Collected data entries

______

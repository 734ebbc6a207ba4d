//! Configuration display.

use std::path::Path;

use anyhow::Result;

use super::load_config;
use crate::Format;

/// Shows the effective configuration after all sources are merged.
pub fn show(project: &Path, format: Format) -> Result<()> {
    let config = load_config(project)?;

    match format {
        Format::Json => println!("{}", serde_json::to_string_pretty(&config)?),
        Format::Toml => println!("{}", config.to_toml()?),
        Format::Text => {
            println!("gapline Configuration");
            println!("=====================\n");

            println!("Client:");
            println!("  App id: {}", config.client.app_id);
            let hash = if config.client.app_hash.is_empty() {
                "(unset)"
            } else {
                "(set)"
            };
            println!("  App hash: {hash}");
            println!("  Phone: {}", config.client.phone);
            println!();

            println!("Storage:");
            println!("  Data directory: {}", config.storage.data_dir.display());
            println!();

            println!("Rate limit:");
            println!("  Interval: {}ms", config.rate_limit.interval_ms);
            println!("  Burst: {}", config.rate_limit.burst);
            println!();

            println!("Recovery:");
            println!("  Difference limit: {}", config.recovery.difference_limit);
            println!("  Max buffered: {}", config.recovery.max_buffered);
            println!("  Max rounds: {}", config.recovery.max_rounds);

            if let Err(e) = config.validate() {
                println!();
                println!("Warning: {e}");
            }
        }
    }

    Ok(())
}
//! Flood control for outbound calls.
//!
//! Two [`Invoker`] layers, composed as
//! `RateLimiter(FloodWaiter(connection))`: every call first takes a rate
//! token, then waits out any congestion block, then reaches the wire.

use std::sync::Arc;

use tokio_util::sync::CancellationToken;

use crate::transport::Invoker;

mod floodwait;
mod ratelimit;

pub use floodwait::{FloodCallback, FloodWait, FloodWaiter};
pub use ratelimit::{RateLimit, RateLimiter};

/// Wraps `invoker` in both flood-control layers.
pub fn flow_control(
    invoker: Arc<dyn Invoker>,
    limit: RateLimit,
    on_flood_wait: Option<FloodCallback>,
    cancel: &CancellationToken,
) -> Arc<dyn Invoker> {
    let mut waiter = FloodWaiter::new(invoker, cancel.clone());
    if let Some(callback) = on_flood_wait {
        waiter = waiter.with_callback(callback);
    }
    Arc::new(RateLimiter::new(waiter, limit, cancel.clone()))
}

______

▸ **Task to complete**
An exact restatement of the data above is required.

▸ **Task result**
repository 734ebbc6a207ba4d
//! Configuration display.

use std::path::Path;

use anyhow::Result;

use super::load_config;
use crate::Format;

/// Shows the effective configuration after all sources are merged.
pub fn show(project: &Path, format: Format) -> Result<()> {
    let config = load_config(project)?;

    match format {
        Format::Json => println!("{}", serde_json::to_string_pretty(&config)?),
        Format::Toml => println!("{}", config.to_toml()?),
        Format::Text => {
            println!("gapline Configuration");
            println!("=====================\n");

            println!("Client:");
            println!("  App id: {}", config.client.app_id);
            let hash = if config.client.app_hash.is_empty() {
                "(unset)"
            } else {
                "(set)"
            };
            println!("  App hash: {hash}");
            println!("  Phone: {}", config.client.phone);
            println!();

            println!("Storage:");
            println!("  Data directory: {}", config.storage.data_dir.display());
            println!();

            println!("Rate limit:");
            println!("  Interval: {}ms", config.rate_limit.interval_ms);
            println!("  Burst: {}", config.rate_limit.burst);
            println!();

            println!("Recovery:");
            println!("  Difference limit: {}", config.recovery.difference_limit);
            println!("  Max buffered: {}", config.recovery.max_buffered);
            println!("  Max rounds: {}", config.recovery.max_rounds);

            if let Err(e) = config.validate() {
                println!();
                println!("Warning: {e}");
            }
        }
    }

    Ok(())
}
//! Flood control for outbound calls.
//!
//! Two [`Invoker`] layers, composed as
//! `RateLimiter(FloodWaiter(connection))`: every call first takes a rate
//! token, then waits out any congestion block, then reaches the wire.

use std::sync::Arc;

use tokio_util::sync::CancellationToken;

use crate::transport::Invoker;

mod floodwait;
mod ratelimit;

pub use floodwait::{FloodCallback, FloodWait, FloodWaiter};
pub use ratelimit::{RateLimit, RateLimiter};

/// Wraps `invoker` in both flood-control layers.
pub fn flow_control(
    invoker: Arc<dyn Invoker>,
    limit: RateLimit,
    on_flood_wait: Option<FloodCallback>,
    cancel: &CancellationToken,
) -> Arc<dyn Invoker> {
    let mut waiter = FloodWaiter::new(invoker, cancel.clone());
    if let Some(callback) = on_flood_wait {
        waiter = waiter.with_callback(callback);
    }
    Arc::new(RateLimiter::new(waiter, limit, cancel.clone()))
}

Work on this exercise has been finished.